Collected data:
%%

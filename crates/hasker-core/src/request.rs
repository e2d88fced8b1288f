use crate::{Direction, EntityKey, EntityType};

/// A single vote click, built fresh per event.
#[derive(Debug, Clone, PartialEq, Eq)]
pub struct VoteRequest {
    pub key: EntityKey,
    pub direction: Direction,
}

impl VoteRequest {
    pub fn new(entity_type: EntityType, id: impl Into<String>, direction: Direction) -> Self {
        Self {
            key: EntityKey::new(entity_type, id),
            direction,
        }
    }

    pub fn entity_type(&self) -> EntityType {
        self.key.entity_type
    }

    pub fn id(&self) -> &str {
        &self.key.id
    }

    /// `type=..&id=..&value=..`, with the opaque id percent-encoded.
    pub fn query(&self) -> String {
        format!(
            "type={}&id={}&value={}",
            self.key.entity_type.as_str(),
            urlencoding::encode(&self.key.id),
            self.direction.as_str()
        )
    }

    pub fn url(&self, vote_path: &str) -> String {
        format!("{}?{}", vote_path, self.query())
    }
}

%%
%%

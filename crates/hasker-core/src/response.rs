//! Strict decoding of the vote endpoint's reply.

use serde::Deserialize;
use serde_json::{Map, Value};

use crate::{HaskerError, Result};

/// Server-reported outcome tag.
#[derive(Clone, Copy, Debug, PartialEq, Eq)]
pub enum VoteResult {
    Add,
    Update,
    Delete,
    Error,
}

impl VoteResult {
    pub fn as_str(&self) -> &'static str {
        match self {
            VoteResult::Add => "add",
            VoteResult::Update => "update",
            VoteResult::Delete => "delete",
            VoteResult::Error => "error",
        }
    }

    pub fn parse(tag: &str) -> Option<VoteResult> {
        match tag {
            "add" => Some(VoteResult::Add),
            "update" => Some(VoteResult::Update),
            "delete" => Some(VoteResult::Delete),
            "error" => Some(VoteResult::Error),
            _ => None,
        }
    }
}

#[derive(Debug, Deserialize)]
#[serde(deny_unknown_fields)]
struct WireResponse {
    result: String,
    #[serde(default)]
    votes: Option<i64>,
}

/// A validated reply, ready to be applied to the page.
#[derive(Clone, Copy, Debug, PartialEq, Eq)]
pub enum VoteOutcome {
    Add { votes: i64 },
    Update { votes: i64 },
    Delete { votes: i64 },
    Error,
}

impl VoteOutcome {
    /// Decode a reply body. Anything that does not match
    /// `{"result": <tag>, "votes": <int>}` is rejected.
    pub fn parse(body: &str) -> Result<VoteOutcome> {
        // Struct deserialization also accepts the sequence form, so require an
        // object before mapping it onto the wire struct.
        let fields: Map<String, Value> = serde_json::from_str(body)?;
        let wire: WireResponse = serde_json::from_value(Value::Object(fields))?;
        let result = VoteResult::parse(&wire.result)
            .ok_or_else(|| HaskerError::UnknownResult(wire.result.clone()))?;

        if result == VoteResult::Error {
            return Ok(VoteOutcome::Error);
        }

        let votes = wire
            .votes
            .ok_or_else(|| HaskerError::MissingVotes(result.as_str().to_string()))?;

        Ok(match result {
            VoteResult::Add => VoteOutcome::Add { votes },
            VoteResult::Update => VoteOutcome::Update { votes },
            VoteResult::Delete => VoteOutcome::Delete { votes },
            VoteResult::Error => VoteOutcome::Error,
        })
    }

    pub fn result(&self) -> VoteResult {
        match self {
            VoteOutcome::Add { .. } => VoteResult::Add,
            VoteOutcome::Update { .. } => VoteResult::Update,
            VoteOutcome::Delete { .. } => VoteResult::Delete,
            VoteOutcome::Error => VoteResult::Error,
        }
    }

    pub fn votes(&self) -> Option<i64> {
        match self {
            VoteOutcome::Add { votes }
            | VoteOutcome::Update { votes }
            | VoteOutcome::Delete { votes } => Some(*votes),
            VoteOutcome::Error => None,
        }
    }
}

%%
%%

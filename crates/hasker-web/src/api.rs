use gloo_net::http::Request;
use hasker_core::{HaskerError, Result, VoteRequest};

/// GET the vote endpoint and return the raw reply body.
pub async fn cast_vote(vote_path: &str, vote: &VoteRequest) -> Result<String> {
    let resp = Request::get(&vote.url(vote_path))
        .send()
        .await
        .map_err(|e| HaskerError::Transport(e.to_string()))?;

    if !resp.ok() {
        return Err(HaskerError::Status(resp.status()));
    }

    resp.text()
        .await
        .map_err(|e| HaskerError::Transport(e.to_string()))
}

%%

What the task requires.
Look through the entries above and copy each line that has "derive" in it.

Exercise result.
#[derive(Debug, Clone, PartialEq, Eq)]
#[derive(Clone, Copy, Debug, PartialEq, Eq)]
#[derive(Debug, Deserialize)]
#[derive(Clone, Copy, Debug, PartialEq, Eq)]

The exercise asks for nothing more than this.